1 files changed, 395 insertions, 127 deletions
diff --git a/sql/rowid_filter.h b/sql/rowid_filter.h
index 0d8520f25c5..3cc2c31555c 100644
--- a/sql/rowid_filter.h
+++ b/sql/rowid_filter.h
@@ -1,183 +1,451 @@
+/*
+   Copyright (c) 2018, 2019 MariaDB
+
+   This program is free software; you can redistribute it and/or modify
+   it under the terms of the GNU General Public License as published by
+   the Free Software Foundation; version 2 of the License.
+
+   This program is distributed in the hope that it will be useful,
+   but WITHOUT ANY WARRANTY; without even the implied warranty of
+   MERCHANTABILITY or FITNESS FOR A PARTICULAR PURPOSE.  See the
+   GNU General Public License for more details.
+
+   You should have received a copy of the GNU General Public License
+   along with this program; if not, write to the Free Software
+   Foundation, Inc., 51 Franklin St, Fifth Floor, Boston, MA 02110-1301  USA */
+
 #ifndef ROWID_FILTER_INCLUDED
 #define ROWID_FILTER_INCLUDED
 
-/**
- It makes sense to apply filters for a certain join order when the following
- inequality holds:
 
- #T + c4*#T > #T*sel(Fi) + c4*#T*sel(Fi) +
-              I/O(Fi) + c1*#(Fi) + c2*#(Fi)*log(#(Fi)) +
-              c3*#T (1),
+#include "mariadb.h"
+#include "sql_array.h"
+
+/*
+
+  What rowid / primary filters are
+  --------------------------------
+
+  Consider a join query Q of the form
+    SELECT * FROM T1, ... , Tk WHERE P.
+
+  For any of the table reference Ti(Q) from the from clause of Q different
+  rowid / primary key filters (pk-filters for short) can be built.
+  A pk-filter F built for Ti(Q) is a set of rowids / primary keys of Ti
+  F= {pk1,...,pkN} such that for any row r=r1||...||rk from the result set of Q
+  ri's rowid / primary key pk(ri) is contained in F.
+
+  When pk-filters are useful
+  --------------------------
+
+  If building a pk-filter F for Ti(Q )is not too costly and its cardinality #F
+  is much less than the cardinality of T - #T then using the pk-filter when
+  executing Q might be quite beneficial.
+
+  Let r be a random row from Ti. Let s(F) be the probability that pk(r)

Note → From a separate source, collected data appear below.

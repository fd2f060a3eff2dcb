//! Path comparison helpers that respect platform case rules.

use std::path::{Component, Path, PathBuf};

/// Lexically normalize a path: drop `.` segments, resolve `..` against
/// preceding segments, and lowercase on case-insensitive platforms.
pub fn norm_case_path(path: &Path) -> PathBuf {
    let mut out = PathBuf::new();
    for component in path.components() {
        match component {
            Component::CurDir => {}
            Component::ParentDir => {
                if !out.pop() {
                    out.push("..");
                }
            }
            other => out.push(other.as_os_str()),
        }
    }
    if cfg!(windows) {
        PathBuf::from(out.to_string_lossy().to_lowercase())
    } else {
        out
    }
}

/// Whether two paths name the same location after normalization.
pub fn are_paths_same(left: &Path, right: &Path) -> bool {
    norm_case_path(left) == norm_case_path(right)
}

/// Whether `parent` is `path` itself or one of its ancestors.
pub fn is_parent_path(path: &Path, parent: &Path) -> bool {
    norm_case_path(path).starts_with(norm_case_path(parent))
}

/// Parent directory, or an empty path for a bare file name.
pub fn parent_dir(path: &Path) -> &Path {
    path.parent().unwrap_or_else(|| Path::new(""))
}
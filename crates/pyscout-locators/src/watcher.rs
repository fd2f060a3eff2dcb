//! Filesystem watchers owned by locators.
//!
//! # Design Rules
//!
//! - Each locator owns one [`LocatorWatch`]; watchers start on the first
//!   scan and stop on dispose
//! - A root that cannot be watched (missing, permission denied) is logged
//!   and skipped
//! - After dispose no event is published, even from a callback already in
//!   flight on the notify thread

use std::path::{Path, PathBuf};
use std::sync::atomic::{AtomicBool, Ordering};
use std::sync::{Arc, Mutex, PoisonError};

use notify::event::ModifyKind;
use notify::{Config, Event, EventKind, RecommendedWatcher, RecursiveMode, Watcher};
use pyscout_core::{
    EventBroadcaster, FileChangeType, LocatorError, PythonEnvKind, PythonEnvsChangedEvent,
};
use tokio::sync::broadcast;
use tracing::{debug, warn};

use crate::fs::is_python_executable_name;

/// Which paths under a watched root are relevant.
#[derive(Debug, Clone, Copy, PartialEq, Eq)]
pub enum WatchFilter {
    /// Only files named like an interpreter.
    Executables,
    /// Any entry, e.g. environment directories appearing under a root.
    AnyEntry,
}

/// One location a locator wants to hear about.
#[derive(Debug, Clone)]
pub struct WatchSpec {
    pub path: PathBuf,
    pub recursive: bool,
    pub filter: WatchFilter,
    /// Kind reported with the event, when the location implies one.
    pub kind: Option<PythonEnvKind>,
    /// Root reported with the event for rooted locators.
    pub search_location: Option<PathBuf>,
}

impl WatchSpec {
    pub fn executables(path: impl Into<PathBuf>) -> Self {
        Self {
            path: path.into(),
            recursive: false,
            filter: WatchFilter::Executables,
            kind: None,
            search_location: None,
        }
    }

    pub fn entries(path: impl Into<PathBuf>) -> Self {
        Self {
            filter: WatchFilter::AnyEntry,
            ..Self::executables(path)
        }
    }

    #[must_use]
    pub const fn recursive(mut self) -> Self {
        self.recursive = true;
        self
    }

    #[must_use]
    pub const fn with_kind(mut self, kind: PythonEnvKind) -> Self {
        self.kind = Some(kind);
        self
    }

    #[must_use]
    pub fn with_search_location(mut self, root: impl Into<PathBuf>) -> Self {
        self.search_location = Some(root.into());
        self
    }
}

fn change_type(kind: &EventKind) -> Option<FileChangeType> {
    match kind {
        EventKind::Create(_) => Some(FileChangeType::Created),
        EventKind::Remove(_) => Some(FileChangeType::Deleted),
        EventKind::Modify(ModifyKind::Metadata(_)) => None,
        EventKind::Modify(_) => Some(FileChangeType::Changed),
        EventKind::Access(_) | EventKind::Any | EventKind::Other => None,
    }
}

fn is_relevant(filter: WatchFilter, path: &Path) -> bool {
    match filter {
        WatchFilter::AnyEntry => true,
        WatchFilter::Executables => path
            .file_name()
            .and_then(|n| n.to_str())
            .is_some_and(is_python_executable_name),
    }
}

/// Translate a raw notify event into the locator vocabulary.
pub fn translate_event(spec: &WatchSpec, event: &Event) -> Option<PythonEnvsChangedEvent> {
    let change = change_type(&event.kind)?;
    if !event.paths.iter().any(|p| is_relevant(spec.filter, p)) {
        return None;
    }
    Some(PythonEnvsChangedEvent {
        change: Some(change),
        kind: spec.kind,
        search_location: spec.search_location.clone(),
    })
}

/// The change channel and watchers of one locator.
pub struct LocatorWatch {
    changes: EventBroadcaster<PythonEnvsChangedEvent>,
    watchers: Mutex<Vec<RecommendedWatcher>>,
    started: AtomicBool,
    disposed: Arc<AtomicBool>,
}

impl LocatorWatch {
    pub fn new() -> Self {
        Self {
            changes: EventBroadcaster::new(),
            watchers: Mutex::new(Vec::new()),
            started: AtomicBool::new(false),
            disposed: Arc::new(AtomicBool::new(false)),
        }
    }

    pub fn subscribe(&self) -> broadcast::Receiver<PythonEnvsChangedEvent> {
        self.changes.subscribe()
    }

    /// Publish an event that did not come from a watcher.
    pub fn publish(&self, event: PythonEnvsChangedEvent) {
        if !self.disposed.load(Ordering::Acquire) {
            self.changes.broadcast(event);
        }
    }

    /// Start watching on the first call; later calls are no-ops. Returns
    /// the number of roots actually watched.
    pub fn start_once(&self, specs: impl FnOnce() -> Vec<WatchSpec>) -> usize {
        if self.disposed.load(Ordering::Acquire) || self.started.swap(true, Ordering::AcqRel) {
            return 0;
        }
        let mut started = Vec::new();
        for spec in specs() {
            match self.watch(spec) {
                Ok(watcher) => started.push(watcher),
                Err(e) => debug!(error = %e, "Not watching location"),
            }
        }
        let count = started.len();
        self.watchers
            .lock()
            .unwrap_or_else(PoisonError::into_inner)
            .extend(started);
        count
    }

    fn watch(&self, spec: WatchSpec) -> Result<RecommendedWatcher, LocatorError> {
        if !spec.path.is_dir() {
            return Err(LocatorError::Watch(format!(
                "{} is not a directory",
                spec.path.display()
            )));
        }
        let sender = self.changes.sender();
        let disposed = Arc::clone(&self.disposed);
        let root = spec.path.clone();
        let mode = if spec.recursive {
            RecursiveMode::Recursive
        } else {
            RecursiveMode::NonRecursive
        };
        let mut watcher = RecommendedWatcher::new(
            move |result: notify::Result<Event>| {
                if disposed.load(Ordering::Acquire) {
                    return;
                }
                match result {
                    Ok(event) => {
                        if let Some(changed) = translate_event(&spec, &event) {
                            if sender.receiver_count() > 0 {
                                let _ = sender.send(changed);
                            }
                        }
                    }
                    Err(e) => warn!(error = %e, root = %spec.path.display(), "Watcher error"),
                }
            },
            Config::default(),
        )
        .map_err(|e| LocatorError::Watch(e.to_string()))?;
        watcher
            .watch(&root, mode)
            .map_err(|e| LocatorError::Watch(format!("{}: {e}", root.display())))?;
        debug!(root = %root.display(), "Watching for environment changes");
        Ok(watcher)
    }

    pub fn is_watching(&self) -> bool {
        !self
            .watchers
            .lock()
            .unwrap_or_else(PoisonError::into_inner)
            .is_empty()
    }

    /// Stop every watcher. Idempotent.
    pub fn dispose(&self) {
        self.disposed.store(true, Ordering::Release);
        self.watchers
            .lock()
            .unwrap_or_else(PoisonError::into_inner)
            .clear();
    }
}

impl Default for LocatorWatch {
    fn default() -> Self {
        Self::new()
    }
}

#[cfg(test)]
mod tests {
    use super::*;
    use notify::event::{AccessKind, CreateKind, RemoveKind};

    fn event(kind: EventKind, path: &str) -> Event {
        Event::new(kind).add_path(PathBuf::from(path))
    }

    #[test]
    fn test_translate_event_filters_executables() {
        let spec = WatchSpec::executables("/usr/bin").with_kind(PythonEnvKind::OtherGlobal);
        let create = EventKind::Create(CreateKind::File);
        let created = translate_event(&spec, &event(create, "/usr/bin/python3.12")).unwrap();
        assert_eq!(created.change, Some(FileChangeType::Created));
        assert_eq!(created.kind, Some(PythonEnvKind::OtherGlobal));
        assert!(translate_event(&spec, &event(create, "/usr/bin/pip")).is_none());
        let access = EventKind::Access(AccessKind::Any);
        assert!(translate_event(&spec, &event(access, "/usr/bin/python")).is_none());
    }

    #[test]
    fn test_translate_event_any_entry_carries_root() {
        let spec = WatchSpec::entries("/w").with_search_location("/w");
        let remove = EventKind::Remove(RemoveKind::Folder);
        let removed = translate_event(&spec, &event(remove, "/w/.venv")).unwrap();
        assert_eq!(removed.change, Some(FileChangeType::Deleted));
        assert_eq!(removed.search_location, Some(PathBuf::from("/w")));
    }

    #[test]
    fn test_missing_root_is_skipped_and_dispose_stops_publishing() {
        let watch = LocatorWatch::new();
        let dir = tempfile::tempdir().unwrap();
        let count = watch.start_once(|| {
            vec![
                WatchSpec::executables(dir.path().join("missing")),
                WatchSpec::entries(dir.path()),
            ]
        });
        assert_eq!(count, 1);
        assert_eq!(watch.start_once(|| vec![WatchSpec::entries(dir.path())]), 0);

        let mut rx = watch.subscribe();
        watch.dispose();
        assert!(!watch.is_watching());
        watch.publish(PythonEnvsChangedEvent::any());
        assert!(rx.try_recv().is_err());
    }
}
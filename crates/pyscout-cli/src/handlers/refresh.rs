//! Refresh command handler.

use pyscout_core::{EnvCollectionEvent, PythonLocatorQuery};
use tokio::sync::broadcast::error::TryRecvError;

use crate::bootstrap::CliContext;
use crate::error::CliError;
use crate::presentation::describe_event;

pub async fn execute(ctx: &CliContext, json: bool) -> Result<(), CliError> {
    let mut events = ctx.service().subscribe();
    ctx.service()
        .trigger_refresh(PythonLocatorQuery::all().ignoring_cache())
        .await;

    let mut changes: Vec<EnvCollectionEvent> = Vec::new();
    loop {
        match events.try_recv() {
            Ok(event) => changes.push(event),
            Err(TryRecvError::Lagged(skipped)) => {
                tracing::warn!(skipped, "Missed collection events");
            }
            Err(TryRecvError::Empty | TryRecvError::Closed) => break,
        }
    }

    if json {
        println!("{}", serde_json::to_string_pretty(&changes)?);
    } else if changes.is_empty() {
        println!("No changes.");
    } else {
        for change in &changes {
            println!("{}", describe_event(change));
        }
    }
    Ok(())
}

+  belongs to F. Let BC(F) be the cost of building F.
+
+  Suppose that the optimizer has chosen for Q a plan with this join order
+  T1 => ... Tk and that the table Ti is accessed by a ref access using index I.
+  Let K = {k1,...,kM} be the set of all rowid/primary keys values used to access
+  rows of Ti when looking for matches in this table.to join Ti by index I.
+
+  Let's assume that two set sets K and F are uncorrelated.  With this assumption
+  if before accessing data from Ti by the rowid / primary key k we first
+  check whether k is in F then we can expect saving on M*(1-s(S)) accesses of
+  data rows from Ti. If we can guarantee that test whether k is in F is
+  relatively cheap then we can gain a lot assuming that BC(F) is much less
+  then the cost of fetching M*(1-s(S)) records from Ti and following
+  evaluation of conditions pushed into Ti.
+
+  Making pk-filter test cheap
+  ---------------------------
+
+  If the search structure to test whether an element is in F can be fully
+  placed in RAM then this test is expected to be be much cheaper than a random
+  access of a record from Ti. We'll consider two search structures for
+  pk-filters: ordered array and bloom filter. Ordered array is easy to
+  implement, but it's space consuming. If a filter contains primary keys
+  then at least space for each primary key from the filter must be allocated
+  in the search structure. On a the opposite a bloom filter requires a
+  fixed number of bits and this number does not depend on the cardinality
+  of the pk-filter (10 bits per element will serve pk-filter of any size).
 
- where #T         - the fanout of the partial join
-       Fi         - a filter for the index with the number i in 
-                    the key_map of available indexes for this table
-       sel(Fi)    - the selectivity of the index with the number 
-                    i
-       c4*#T,
-       c4*#T*sel(Fi) - a cost to apply available predicates
-       c4         - a constant to apply available predicates
-       I/O(Fi)    - a cost of the I/O accesses to Fi
-       #(Fi)      - a number of estimated records that range
-                    access would use
-       c1*#(Fi)   - a cost to write in Fi
-       c1         - a constant to write one element in Fi
-       c2*#(Fi)*log(#(Fi)) - a cost to sort in Fi
-       c2         - a sorting constant
-       c3*(#T)    - a cost to look-up into a current partial join
-       c3         - a constant to look-up into Fi
+*/
 
-  Let's set a new variable FBCi (filter building cost for the filter with
-  index i):
+/*
+
+  How and when the optimizer builds and uses range rowid filters
+  --------------------------------------------------------------
+
+  1. In make_join_statistics()
+       for each join table s
+         after the call of get_quick_record_count()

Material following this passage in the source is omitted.